• [HOW TO COMPLETE THIS TASK] Show all lines below holding the string "bool".

• [ENTRIES PROVIDED]
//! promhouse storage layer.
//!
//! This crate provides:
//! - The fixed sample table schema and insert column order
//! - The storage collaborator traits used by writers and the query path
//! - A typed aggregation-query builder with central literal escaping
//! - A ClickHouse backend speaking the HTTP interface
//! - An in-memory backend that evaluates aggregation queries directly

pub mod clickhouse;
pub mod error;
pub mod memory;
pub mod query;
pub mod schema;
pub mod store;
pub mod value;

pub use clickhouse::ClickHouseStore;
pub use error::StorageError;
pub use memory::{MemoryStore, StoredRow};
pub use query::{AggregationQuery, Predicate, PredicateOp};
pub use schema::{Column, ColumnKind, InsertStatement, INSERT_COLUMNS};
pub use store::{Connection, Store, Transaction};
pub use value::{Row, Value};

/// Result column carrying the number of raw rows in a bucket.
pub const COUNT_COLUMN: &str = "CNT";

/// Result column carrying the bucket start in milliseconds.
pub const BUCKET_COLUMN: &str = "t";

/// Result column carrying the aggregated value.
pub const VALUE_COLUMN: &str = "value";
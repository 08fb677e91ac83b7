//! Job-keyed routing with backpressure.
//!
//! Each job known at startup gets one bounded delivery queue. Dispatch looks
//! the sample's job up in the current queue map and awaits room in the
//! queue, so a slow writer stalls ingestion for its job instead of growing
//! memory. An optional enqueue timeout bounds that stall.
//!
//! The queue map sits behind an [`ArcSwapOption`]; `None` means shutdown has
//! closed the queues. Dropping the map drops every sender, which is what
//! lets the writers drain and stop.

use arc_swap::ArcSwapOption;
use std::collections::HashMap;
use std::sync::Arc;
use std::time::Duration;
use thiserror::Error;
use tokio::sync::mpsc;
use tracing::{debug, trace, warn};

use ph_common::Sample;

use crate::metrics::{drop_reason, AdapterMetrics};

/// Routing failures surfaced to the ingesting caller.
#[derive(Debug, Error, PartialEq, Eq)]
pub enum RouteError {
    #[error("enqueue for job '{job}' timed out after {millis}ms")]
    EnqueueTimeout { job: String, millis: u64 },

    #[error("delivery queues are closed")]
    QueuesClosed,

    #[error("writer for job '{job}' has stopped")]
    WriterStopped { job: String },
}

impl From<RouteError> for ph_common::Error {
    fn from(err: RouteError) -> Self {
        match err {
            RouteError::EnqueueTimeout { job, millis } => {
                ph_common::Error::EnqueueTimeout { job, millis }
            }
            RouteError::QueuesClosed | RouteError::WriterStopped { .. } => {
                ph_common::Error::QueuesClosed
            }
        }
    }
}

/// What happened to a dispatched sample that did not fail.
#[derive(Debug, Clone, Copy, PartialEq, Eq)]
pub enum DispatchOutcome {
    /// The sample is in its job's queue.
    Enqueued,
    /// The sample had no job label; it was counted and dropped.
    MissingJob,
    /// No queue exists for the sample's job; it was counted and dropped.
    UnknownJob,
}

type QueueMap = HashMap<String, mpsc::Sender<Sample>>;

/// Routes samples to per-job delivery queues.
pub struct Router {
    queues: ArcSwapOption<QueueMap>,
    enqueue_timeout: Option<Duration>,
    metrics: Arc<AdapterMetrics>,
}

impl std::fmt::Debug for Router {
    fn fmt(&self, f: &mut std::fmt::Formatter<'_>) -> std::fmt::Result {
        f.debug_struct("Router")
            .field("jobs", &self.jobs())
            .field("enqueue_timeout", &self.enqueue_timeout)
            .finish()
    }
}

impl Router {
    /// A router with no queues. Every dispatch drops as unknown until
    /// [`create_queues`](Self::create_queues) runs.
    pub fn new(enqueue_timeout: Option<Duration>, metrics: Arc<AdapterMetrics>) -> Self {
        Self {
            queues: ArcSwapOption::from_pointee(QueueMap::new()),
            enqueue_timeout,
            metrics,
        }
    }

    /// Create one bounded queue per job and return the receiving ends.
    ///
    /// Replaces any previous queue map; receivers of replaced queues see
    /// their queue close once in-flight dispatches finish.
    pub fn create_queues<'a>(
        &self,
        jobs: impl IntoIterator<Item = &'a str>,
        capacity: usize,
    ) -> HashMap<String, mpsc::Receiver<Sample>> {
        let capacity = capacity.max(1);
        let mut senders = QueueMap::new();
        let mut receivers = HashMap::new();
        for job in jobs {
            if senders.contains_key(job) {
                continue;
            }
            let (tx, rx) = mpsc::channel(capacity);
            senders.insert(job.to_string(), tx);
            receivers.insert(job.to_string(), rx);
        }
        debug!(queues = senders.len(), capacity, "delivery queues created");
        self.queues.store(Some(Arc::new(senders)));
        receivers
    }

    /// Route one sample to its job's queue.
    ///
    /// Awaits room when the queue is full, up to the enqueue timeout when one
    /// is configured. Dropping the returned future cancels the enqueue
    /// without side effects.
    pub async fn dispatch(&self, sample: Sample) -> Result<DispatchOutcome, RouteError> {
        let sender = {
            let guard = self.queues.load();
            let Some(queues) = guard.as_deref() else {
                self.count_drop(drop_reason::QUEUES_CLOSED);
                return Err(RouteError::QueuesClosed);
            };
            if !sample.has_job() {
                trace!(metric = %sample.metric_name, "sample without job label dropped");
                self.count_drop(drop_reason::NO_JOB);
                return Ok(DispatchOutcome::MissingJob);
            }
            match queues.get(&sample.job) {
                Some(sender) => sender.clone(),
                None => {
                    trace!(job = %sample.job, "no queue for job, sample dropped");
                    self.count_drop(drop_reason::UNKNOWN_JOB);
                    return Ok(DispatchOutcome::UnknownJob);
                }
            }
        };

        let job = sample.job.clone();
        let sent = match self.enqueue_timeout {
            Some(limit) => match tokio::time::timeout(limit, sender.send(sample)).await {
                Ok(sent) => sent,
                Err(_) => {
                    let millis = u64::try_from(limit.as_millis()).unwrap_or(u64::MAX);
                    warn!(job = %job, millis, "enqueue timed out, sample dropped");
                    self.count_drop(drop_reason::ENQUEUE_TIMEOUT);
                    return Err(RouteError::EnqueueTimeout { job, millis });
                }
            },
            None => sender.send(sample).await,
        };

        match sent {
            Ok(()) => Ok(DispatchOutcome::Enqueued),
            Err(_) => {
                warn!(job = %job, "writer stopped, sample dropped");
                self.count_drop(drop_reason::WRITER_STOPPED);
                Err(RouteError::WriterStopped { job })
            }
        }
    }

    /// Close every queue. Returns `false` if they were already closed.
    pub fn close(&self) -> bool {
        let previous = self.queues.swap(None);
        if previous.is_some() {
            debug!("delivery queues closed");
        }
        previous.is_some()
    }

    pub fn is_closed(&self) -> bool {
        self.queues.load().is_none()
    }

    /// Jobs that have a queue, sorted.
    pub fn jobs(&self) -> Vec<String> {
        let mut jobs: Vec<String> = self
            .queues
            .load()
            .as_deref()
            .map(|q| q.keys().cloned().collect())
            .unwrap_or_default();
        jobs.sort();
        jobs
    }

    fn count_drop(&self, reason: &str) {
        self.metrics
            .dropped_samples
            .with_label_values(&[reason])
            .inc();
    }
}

• [ANSWER SECTION]
    pub fn close(&self) -> bool {
    pub fn is_closed(&self) -> bool {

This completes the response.